Bar-Cohen : Biomimetics: Biologically Inspired Technologies DK3163_c002 Final Proof page 50 21.9.2005 11:39am




                    50                                      Biomimetics: Biologically Inspired Technologies

                    parallel for a given muscle length and volume is much larger than what could be obtained with a
                    parallel fibered muscle. Clearly, pennate muscles are built for force. Examples of pennate muscles
                    are the calf muscles of humans (whose main function is to provide enough force to allow storage of
                    elastic energy in the Achilles tendon) and the claw closer muscles of crabs. Interestingly, the latter
                    uses both sarcomere (long sarcomeres) and muscle (pennation) design to generate as much grip
                    force as possible. This may not come as a surprise when one considers the tough shells a crab has to
                    crack. For the invertebrates with their exoskeletons, the pennate muscle design gives one additional
                    advantage. Jan Swammerdam discovered in 1737 that muscles remain constant in their volume
                    during contraction, a fact that falsified the then prevailing hypothesis that contraction came about
                    by a change in muscle volume. For a parallel-fibered muscle, the requirement of constant volume
                    means that the muscle must become thicker when contracting. This can be disadvantageous when
                    you are trapped in an exoskeleton. Pennate muscles offer the solution to this problem. Their fibers
                    rotate when they shorten, thereby making volume available for the thickening fibers without
                    changing the width of the muscle (Vogel, 2002).

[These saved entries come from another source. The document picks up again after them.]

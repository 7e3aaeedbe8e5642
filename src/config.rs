//! Connector configuration.
//!
//! The host hands settings over as a flat string map. They are parsed once,
//! when the mirror starts, into an immutable [`MirrorConfig`].

use crate::error::{MirrorError, Result};
use crate::types::DEFAULT_GROUP;
use std::collections::HashMap;
use std::time::{Duration, Instant};

/// Raw settings as supplied by the host pipeline.
pub type Settings = HashMap<String, String>;

pub const NAMESPACE_KEY: &str = "namespace";
pub const SERVER_ADDRESS_KEY: &str = "serverAddress";
pub const GROUP_KEY: &str = "group";
pub const POLL_INTERVAL_KEY: &str = "pollIntervalSeconds";

/// Page size used when listing services.
pub const DEFAULT_PAGE_SIZE: usize = 1000;

/// A configuration key the connector understands.
#[derive(Clone, Copy, Debug, PartialEq, Eq)]
pub struct ConfigSpec {
    pub key: &'static str,
    pub default: &'static str,
    pub description: &'static str,
}

/// Keys accepted by the connector, with their defaults.
pub const CONFIG_SCHEMA: [ConfigSpec; 4] = [
    ConfigSpec {
        key: NAMESPACE_KEY,
        default: "public",
        description: "Registry namespace the session is opened in",
    },
    ConfigSpec {
        key: GROUP_KEY,
        default: DEFAULT_GROUP,
        description: "Group whose services are listed and watched",
    },
    ConfigSpec {
        key: SERVER_ADDRESS_KEY,
        default: "127.0.0.1:8848",
        description: "Comma-separated host:port list of registry servers",
    },
    ConfigSpec {
        key: POLL_INTERVAL_KEY,
        default: "30",
        description: "Seconds between full service listings",
    },
];

/// Parsed connector configuration.
#[derive(Clone, Debug, PartialEq, Eq)]
pub struct MirrorConfig {
    pub namespace: String,
    pub server_addr: String,
    pub group: String,
    /// Period of the reconciliation schedule.
    pub interval: Duration,
    /// Names requested per listing page.
    pub page_size: usize,
}

impl Default for MirrorConfig {
    fn default() -> Self {
        Self {
            namespace: "public".to_string(),
            server_addr: "127.0.0.1:8848".to_string(),
            group: DEFAULT_GROUP.to_string(),
            interval: Duration::from_secs(30),
            page_size: DEFAULT_PAGE_SIZE,
        }
    }
}

impl MirrorConfig {
    /// Parse and validate host settings. Missing keys take their defaults.
    pub fn from_settings(settings: &Settings) -> Result<Self> {
        for key in settings.keys() {
            if !CONFIG_SCHEMA.iter().any(|spec| spec.key == key) {
                tracing::debug!(key = %key, "Ignoring unknown setting");
            }
        }

        let namespace = lookup(settings, NAMESPACE_KEY).trim().to_string();

        let server_addr = lookup(settings, SERVER_ADDRESS_KEY).trim().to_string();
        validate_server_addr(&server_addr)?;

        let group = lookup(settings, GROUP_KEY).trim().to_string();
        if group.is_empty() {
            return Err(MirrorError::config(GROUP_KEY, "must not be empty"));
        }

        let interval = parse_interval(lookup(settings, POLL_INTERVAL_KEY))?;

        Ok(Self {
            namespace,
            server_addr,
            group,
            interval,
            page_size: DEFAULT_PAGE_SIZE,
        })
    }

    pub fn with_interval(mut self, interval: Duration) -> Self {
        self.interval = interval;
        self
    }

    pub fn with_page_size(mut self, page_size: usize) -> Self {
        self.page_size = page_size.max(1);
        self
    }
}

fn lookup<'a>(settings: &'a Settings, key: &str) -> &'a str {
    match settings.get(key) {
        Some(value) => value.as_str(),
        None => CONFIG_SCHEMA
            .iter()
            .find(|spec| spec.key == key)
            .map(|spec| spec.default)
            .unwrap_or_default(),
    }
}

fn parse_interval(raw: &str) -> Result<Duration> {
    let secs: u64 = raw
        .trim()
        .parse()
        .map_err(|_| MirrorError::config(POLL_INTERVAL_KEY, format!("`{raw}` is not an integer")))?;
    if secs == 0 {
        return Err(MirrorError::config(POLL_INTERVAL_KEY, "must be positive"));
    }
    let interval = Duration::from_secs(secs);
    // Deadlines are computed as instants; an interval that cannot be added
    // to one would stall the schedule.
    if Instant::now().checked_add(interval).is_none() {
        return Err(MirrorError::config(POLL_INTERVAL_KEY, format!("{secs} seconds is out of range")));
    }
    Ok(interval)
}

/// Check a comma-separated `host:port` list.
pub fn validate_server_addr(addr: &str) -> Result<()> {
    if addr.trim().is_empty() {
        return Err(MirrorError::InvalidServerAddress("empty".to_string()));
    }
    for entry in addr.split(',') {
        let entry = entry.trim();
        let (host, port) = entry
            .rsplit_once(':')
            .ok_or_else(|| MirrorError::InvalidServerAddress(format!("`{entry}` has no port")))?;
        if host.is_empty() {
            return Err(MirrorError::InvalidServerAddress(format!("`{entry}` has no host")));
        }
        match port.parse::<u16>() {
            Ok(p) if p > 0 => {}
            _ => {
                return Err(MirrorError::InvalidServerAddress(format!(
                    "`{entry}` has an invalid port"
                )))
            }
        }
    }
    Ok(())
}

#[cfg(test)]
mod tests {
    use super::*;

    fn settings(pairs: &[(&str, &str)]) -> Settings {
        pairs
            .iter()
            .map(|(k, v)| (k.to_string(), v.to_string()))
            .collect()
    }

    #[test]
    fn test_defaults() {
        let config = MirrorConfig::from_settings(&Settings::new()).unwrap();
        assert_eq!(config, MirrorConfig::default());
    }

    #[test]
    fn test_overrides() {
        let config = MirrorConfig::from_settings(&settings(&[
            ("namespace", "prod"),
            ("serverAddress", "10.0.0.1:8848,10.0.0.2:8848"),
            ("group", "ORDERS"),
            ("pollIntervalSeconds", "5"),
        ]))
        .unwrap();

        assert_eq!(config.namespace, "prod");
        assert_eq!(config.group, "ORDERS");
        assert_eq!(config.interval, Duration::from_secs(5));
    }

    #[test]
    fn test_bad_interval() {
        for raw in ["abc", "0", "-3", "1.5", ""] {
            let result = MirrorConfig::from_settings(&settings(&[("pollIntervalSeconds", raw)]));
            assert!(
                matches!(result, Err(MirrorError::InvalidConfig { ref key, .. }) if key == POLL_INTERVAL_KEY),
                "interval {raw:?} should be rejected"
            );
        }
    }

    #[test]
    fn test_interval_out_of_range() {
        let result = MirrorConfig::from_settings(&settings(&[(
            "pollIntervalSeconds",
            "18446744073709551615",
        )]));
        assert!(matches!(
            result,
            Err(MirrorError::InvalidConfig { ref key, .. }) if key == POLL_INTERVAL_KEY
        ));

        // A year is still fine.
        let config =
            MirrorConfig::from_settings(&settings(&[("pollIntervalSeconds", "31536000")])).unwrap();
        assert_eq!(config.interval, Duration::from_secs(31_536_000));
    }

    #[test]
    fn test_bad_server_address() {
        for raw in ["", "localhost", ":8848", "host:0", "host:99999", "a:1,b"] {
            assert!(
                matches!(validate_server_addr(raw), Err(MirrorError::InvalidServerAddress(_))),
                "address {raw:?} should be rejected"
            );
        }
        assert!(validate_server_addr("[::1]:8848").is_ok());
    }

    #[test]
    fn test_empty_group() {
        let result = MirrorConfig::from_settings(&settings(&[("group", "  ")]));
        assert!(matches!(result, Err(MirrorError::InvalidConfig { .. })));
    }
}
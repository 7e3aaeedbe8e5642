//! Error types for the registry mirror.

use thiserror::Error;

/// Main error type for mirror operations.
#[derive(Debug, Error)]
pub enum MirrorError {
    #[error("IO error: {0}")]
    Io(#[from] std::io::Error),

    #[error("Invalid value for `{key}`: {reason}")]
    InvalidConfig { key: String, reason: String },

    #[error("Invalid server address: {0}")]
    InvalidServerAddress(String),

    #[error("Failed to connect to registry at {addr}: {reason}")]
    Connect { addr: String, reason: String },

    #[error("Registry error: {0}")]
    Registry(String),

    #[error("Registry client is shut down")]
    ClientShutdown,

    #[error("Malformed instance: {0}")]
    MalformedInstance(String),

    #[error("Serialization error: {0}")]
    Serialization(String),

    #[error("Mirror already started")]
    AlreadyStarted,

    #[error("Invalid lifecycle state: {0}")]
    InvalidState(String),
}

impl MirrorError {
    pub(crate) fn config(key: &str, reason: impl Into<String>) -> Self {
        MirrorError::InvalidConfig {
            key: key.to_string(),
            reason: reason.into(),
        }
    }
}

impl From<serde_json::Error> for MirrorError {
    fn from(e: serde_json::Error) -> Self {
        MirrorError::Serialization(e.to_string())
    }
}

/// Result type for mirror operations.
pub type Result<T> = std::result::Result<T, MirrorError>;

                                              2.5  MUSCLE ADAPTATION

                    Once a muscle has formed and its basic morphological design is set, there still is room for
                    remodeling. The ability to adapt in response to changes in functional demands sets living tissues
                    apart from their engineered counterparts. Muscles grow during development, they remodel in
                    response to use and disuse, and they are able to repair themselves after an injury. Fully grown
                    muscles still posses the ability to more than double their size by increasing either their physiological
                    cross-sectional area (PCSA) or their length. This is achieved by increasing muscle fiber size by
                    adding sarcomeres in parallel or in series, but not by increasing the number of muscle fibers. The
                    first signs of muscle adaptation occur within hours and adaptation can be completed within days
                    (Shah et al., 2001). It is not known whether adaptation involves alterations in sarcomere design.
                       Whether a muscle adapts by parallel or serial addition of sarcomeres is determined by the
                    functional demands. In strength training where the muscle is subjected to high loads, the adaptation
                    will involve addition of parallel sarcomeres to reduce the load on the individual contractile units
                    (Russell et al., 2000). This mechanism may be responsible for a more than twofold strength gain of
                    the muscle. Alternatively, when an animal grows or when it starts using its limbs in new body
                    configurations, the muscle will start adding sarcomeres in series. This mechanism can be respon-
                    sible for length changes of the muscle of up to 27% (Shah et al., 2001). There are a number of
                    theories on the mechanism for length adaptation of the muscle. Some studies have provided
                    evidence that a muscle strives to have its optimal muscle length at the most prevalent joint position
                    (Williams and Goldspink, 1973; Burkholder and Lieber, 1998), while others have argued that
                    maintenance of adequate joint excursion is the most important trigger (Koh and Herzog, 1998).
                    Another theory is that muscles adapt their length to prevent injury. In severely injured muscles,
                    entire muscle fibers are replaced, however, in mild injury involving local lesions to sarcomeres just
                    the damaged sarcomere are replaced. Muscle responds to injury with overcompensation probably
                    as a safety precaution to future incidents. Lynn et al. (1998) have shown that injury induced by
                    eccentric contractions results in addition of serial sarcomeres. The consequence of this adaptation is
                    that the recovered muscle will operate at the ascending limb of its length–tension relationship,
                    where it is less prone to lengthening induced injury. It is conceivable that all three mechanisms co-
                    exist, but the length at which the muscle operates determines their action. It has been observed that
                    the operating range of different muscles is scattered over the entire functional length range, some
                    muscles work on the ascending limb and others on the descending limb (Burkholder and Lieber,
                    2001; Lieber and Burkholder, 2000). This is also reflected in the observation that muscles within a
                    single anatomical group display different adaptations that are triggered by functional demands
                    (Savelberg and Meijer, 2003).